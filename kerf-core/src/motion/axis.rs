//! Axis roles and the per-axis wrapper owned by the sequencer

use crate::config::MachineConfig;
use crate::traits::MotionAxis;

/// Which of the two machine axes
#[derive(Debug, Clone, Copy, PartialEq, Eq)]
#[cfg_attr(feature = "defmt", derive(defmt::Format))]
#[cfg_attr(feature = "serde", derive(serde::Serialize, serde::Deserialize))]
pub enum AxisRole {
    /// Drives the saw through the material
    Cut,
    /// Feeds the material forward between cuts
    Position,
}

/// Speed selection for a move
#[derive(Debug, Clone, Copy, PartialEq, Eq)]
#[cfg_attr(feature = "defmt", derive(defmt::Format))]
pub enum SpeedMode {
    /// Working stroke
    Normal,
    /// Travel back to home
    Return,
}

/// Speed and acceleration applied to a driver
#[derive(Debug, Clone, Copy, PartialEq, Eq)]
#[cfg_attr(feature = "defmt", derive(defmt::Format))]
pub struct AxisProfile {
    /// Maximum speed (steps/s)
    pub max_speed: u32,
    /// Acceleration (steps/s²)
    pub acceleration: u32,
}

/// One machine axis: a motion driver plus its homing state
///
/// Position is trustworthy only while [`Axis::is_homed`] is true.
pub struct Axis<A: MotionAxis> {
    role: AxisRole,
    driver: A,
    homed: bool,
}

impl<A: MotionAxis> Axis<A> {
    /// Wrap a driver; the axis starts unhomed
    pub fn new(role: AxisRole, driver: A) -> Self {
        Self {
            role,
            driver,
            homed: false,
        }
    }

    pub fn role(&self) -> AxisRole {
        self.role
    }

    pub fn is_homed(&self) -> bool {
        self.homed
    }

    pub fn driver(&self) -> &A {
        &self.driver
    }

    pub fn driver_mut(&mut self) -> &mut A {
        &mut self.driver
    }

    /// Apply a speed profile to the driver
    pub fn apply_profile(&mut self, profile: AxisProfile) {
        self.driver.set_max_speed(profile.max_speed);
        self.driver.set_acceleration(profile.acceleration);
    }

    /// Apply the configured profile for this axis in the given mode
    pub fn apply_speed(&mut self, config: &MachineConfig, mode: SpeedMode) {
        self.apply_profile(config.axis(self.role).profile(mode));
    }

    pub fn move_to(&mut self, target: i32) {
        self.driver.move_to(target);
    }

    /// Advance one tick; returns `true` while motion remains
    pub fn run(&mut self, now_us: u64) -> bool {
        self.driver.run(now_us)
    }

    pub fn distance_to_go(&self) -> i32 {
        self.driver.distance_to_go()
    }

    pub fn current_position(&self) -> i32 {
        self.driver.current_position()
    }

    pub fn is_at_target(&self) -> bool {
        self.driver.is_at_target()
    }

    /// Stop at the home switch and define this position as zero
    pub fn seat_at_home(&mut self) {
        self.driver.stop_and_zero();
        self.homed = true;
    }

    /// Forget the reference; the axis must be homed again
    pub fn invalidate(&mut self) {
        self.driver.halt();
        self.homed = false;
    }
}
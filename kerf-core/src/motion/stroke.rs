//! Home-relative stroke offsets
//!
//! Position zero is the home switch. Travel along the working stroke is
//! negative, so a stroke of N steps is reached by commanding `-N`.

/// Length of a working stroke, away from home
#[derive(Debug, Clone, Copy, PartialEq, Eq, PartialOrd, Ord, Default)]
#[cfg_attr(feature = "defmt", derive(defmt::Format))]
pub struct StrokeOffset {
    steps: u32,
}

impl StrokeOffset {
    /// The home position itself
    pub const HOME: Self = Self { steps: 0 };

    /// Create an offset of `steps` away from home
    ///
    /// Values beyond `i32::MAX` saturate so the target stays representable.
    pub const fn from_steps(steps: u32) -> Self {
        let steps = if steps > i32::MAX as u32 {
            i32::MAX as u32
        } else {
            steps
        };
        Self { steps }
    }

    /// Convert a travel distance into steps
    ///
    /// # Arguments
    /// - `steps_per_unit`: motor steps per distance unit
    /// - `travel_x100`: distance in hundredths of a unit
    pub fn from_travel(steps_per_unit: u32, travel_x100: u32) -> Self {
        let steps = steps_per_unit as u64 * travel_x100 as u64 / 100;
        Self::from_steps(steps.min(u32::MAX as u64) as u32)
    }

    /// Stroke length in steps
    pub fn steps(&self) -> u32 {
        self.steps
    }

    /// Absolute axis target for this stroke
    pub fn target(&self) -> i32 {
        -(self.steps as i32)
    }

    /// Check if an axis position lies out along the stroke side of home
    pub fn is_extended(position: i32) -> bool {
        position < 0
    }
}

#[cfg(test)]
mod tests {
    use super::*;

    #[test]
    fn test_home_is_zero() {
        assert_eq!(StrokeOffset::HOME.target(), 0);
        assert_eq!(StrokeOffset::HOME.steps(), 0);
    }

    #[test]
    fn test_fractional_travel() {
        assert_eq!(StrokeOffset::from_travel(2000, 950).target(), -19000);
        assert_eq!(StrokeOffset::from_travel(2000, 330).target(), -6600);
        // Partial steps truncate toward home
        assert_eq!(StrokeOffset::from_travel(3, 50).steps(), 1);
    }

    #[test]
    fn test_saturates() {
        let offset = StrokeOffset::from_travel(u32::MAX, 10000);
        assert_eq!(offset.target(), -i32::MAX);
    }

    #[test]
    fn test_extended() {
        assert!(StrokeOffset::is_extended(-1));
        assert!(!StrokeOffset::is_extended(0));
        assert!(!StrokeOffset::is_extended(12));
    }
}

• Exercise aim:
Without any alteration, retype all of the material above.

• Reply to the task:
filename kerf-core/src/motion/axis.rs
//! Axis roles and the per-axis wrapper owned by the sequencer

use crate::config::MachineConfig;
use crate::traits::MotionAxis;

/// Which of the two machine axes
#[derive(Debug, Clone, Copy, PartialEq, Eq)]
#[cfg_attr(feature = "defmt", derive(defmt::Format))]
#[cfg_attr(feature = "serde", derive(serde::Serialize, serde::Deserialize))]
pub enum AxisRole {
    /// Drives the saw through the material
    Cut,
    /// Feeds the material forward between cuts
    Position,
}

/// Speed selection for a move
#[derive(Debug, Clone, Copy, PartialEq, Eq)]
#[cfg_attr(feature = "defmt", derive(defmt::Format))]
pub enum SpeedMode {
    /// Working stroke
    Normal,
    /// Travel back to home
    Return,
}

/// Speed and acceleration applied to a driver
#[derive(Debug, Clone, Copy, PartialEq, Eq)]
#[cfg_attr(feature = "defmt", derive(defmt::Format))]
pub struct AxisProfile {
    /// Maximum speed (steps/s)
    pub max_speed: u32,
    /// Acceleration (steps/s²)
    pub acceleration: u32,
}

/// One machine axis: a motion driver plus its homing state
///
/// Position is trustworthy only while [`Axis::is_homed`] is true.
pub struct Axis<A: MotionAxis> {
    role: AxisRole,
    driver: A,
    homed: bool,
}

impl<A: MotionAxis> Axis<A> {
    /// Wrap a driver; the axis starts unhomed
    pub fn new(role: AxisRole, driver: A) -> Self {
        Self {
            role,
            driver,
            homed: false,
        }
    }

    pub fn role(&self) -> AxisRole {
        self.role
    }

    pub fn is_homed(&self) -> bool {
        self.homed
    }

    pub fn driver(&self) -> &A {
        &self.driver
    }

    pub fn driver_mut(&mut self) -> &mut A {
        &mut self.driver
    }

    /// Apply a speed profile to the driver
    pub fn apply_profile(&mut self, profile: AxisProfile) {
        self.driver.set_max_speed(profile.max_speed);
        self.driver.set_acceleration(profile.acceleration);
    }

    /// Apply the configured profile for this axis in the given mode
    pub fn apply_speed(&mut self, config: &MachineConfig, mode: SpeedMode) {
        self.apply_profile(config.axis(self.role).profile(mode));
    }

    pub fn move_to(&mut self, target: i32) {
        self.driver.move_to(target);
    }

    /// Advance one tick; returns `true` while motion remains
    pub fn run(&mut self, now_us: u64) -> bool {
        self.driver.run(now_us)
    }

    pub fn distance_to_go(&self) -> i32 {
        self.driver.distance_to_go()
    }

    pub fn current_position(&self) -> i32 {
        self.driver.current_position()
    }

    pub fn is_at_target(&self) -> bool {
        self.driver.is_at_target()
    }

    /// Stop at the home switch and define this position as zero
    pub fn seat_at_home(&mut self) {
        self.driver.stop_and_zero();
        self.homed = true;
    }

    /// Forget the reference; the axis must be homed again
    pub fn invalidate(&mut self) {
        self.driver.halt();
        self.homed = false;
    }
}
filename kerf-core/src/motion/stroke.rs
//! Home-relative stroke offsets
//!
//! Position zero is the home switch. Travel along the working stroke is
//! negative, so a stroke of N steps is reached by commanding `-N`.

/// Length of a working stroke, away from home
#[derive(Debug, Clone, Copy, PartialEq, Eq, PartialOrd, Ord, Default)]
#[cfg_attr(feature = "defmt", derive(defmt::Format))]
pub struct StrokeOffset {
    steps: u32,
}

impl StrokeOffset {
    /// The home position itself
    pub const HOME: Self = Self { steps: 0 };

    /// Create an offset of `steps` away from home
    ///
    /// Values beyond `i32::MAX` saturate so the target stays representable.
    pub const fn from_steps(steps: u32) -> Self {
        let steps = if steps > i32::MAX as u32 {
            i32::MAX as u32
        } else {
            steps
        };
        Self { steps }
    }

    /// Convert a travel distance into steps
    ///
    /// # Arguments
    /// - `steps_per_unit`: motor steps per distance unit
    /// - `travel_x100`: distance in hundredths of a unit
    pub fn from_travel(steps_per_unit: u32, travel_x100: u32) -> Self {
        let steps = steps_per_unit as u64 * travel_x100 as u64 / 100;
        Self::from_steps(steps.min(u32::MAX as u64) as u32)
    }

    /// Stroke length in steps
    pub fn steps(&self) -> u32 {
        self.steps
    }

    /// Absolute axis target for this stroke
    pub fn target(&self) -> i32 {
        -(self.steps as i32)
    }

    /// Check if an axis position lies out along the stroke side of home
    pub fn is_extended(position: i32) -> bool {
        position < 0
    }
}

#[cfg(test)]
mod tests {
    use super::*;

    #[test]
    fn test_home_is_zero() {
        assert_eq!(StrokeOffset::HOME.target(), 0);
        assert_eq!(StrokeOffset::HOME.steps(), 0);
    }

    #[test]
    fn test_fractional_travel() {
        assert_eq!(StrokeOffset::from_travel(2000, 950).target(), -19000);
        assert_eq!(StrokeOffset::from_travel(2000, 330).target(), -6600);
        // Partial steps truncate toward home
        assert_eq!(StrokeOffset::from_travel(3, 50).steps(), 1);
    }

    #[test]
    fn test_saturates() {
        let offset = StrokeOffset::from_travel(u32::MAX, 10000);
        assert_eq!(offset.target(), -i32::MAX);
    }

    #[test]
    fn test_extended() {
        assert!(StrokeOffset::is_extended(-1));
        assert!(!StrokeOffset::is_extended(0));
        assert!(!StrokeOffset::is_extended(12));
    }
}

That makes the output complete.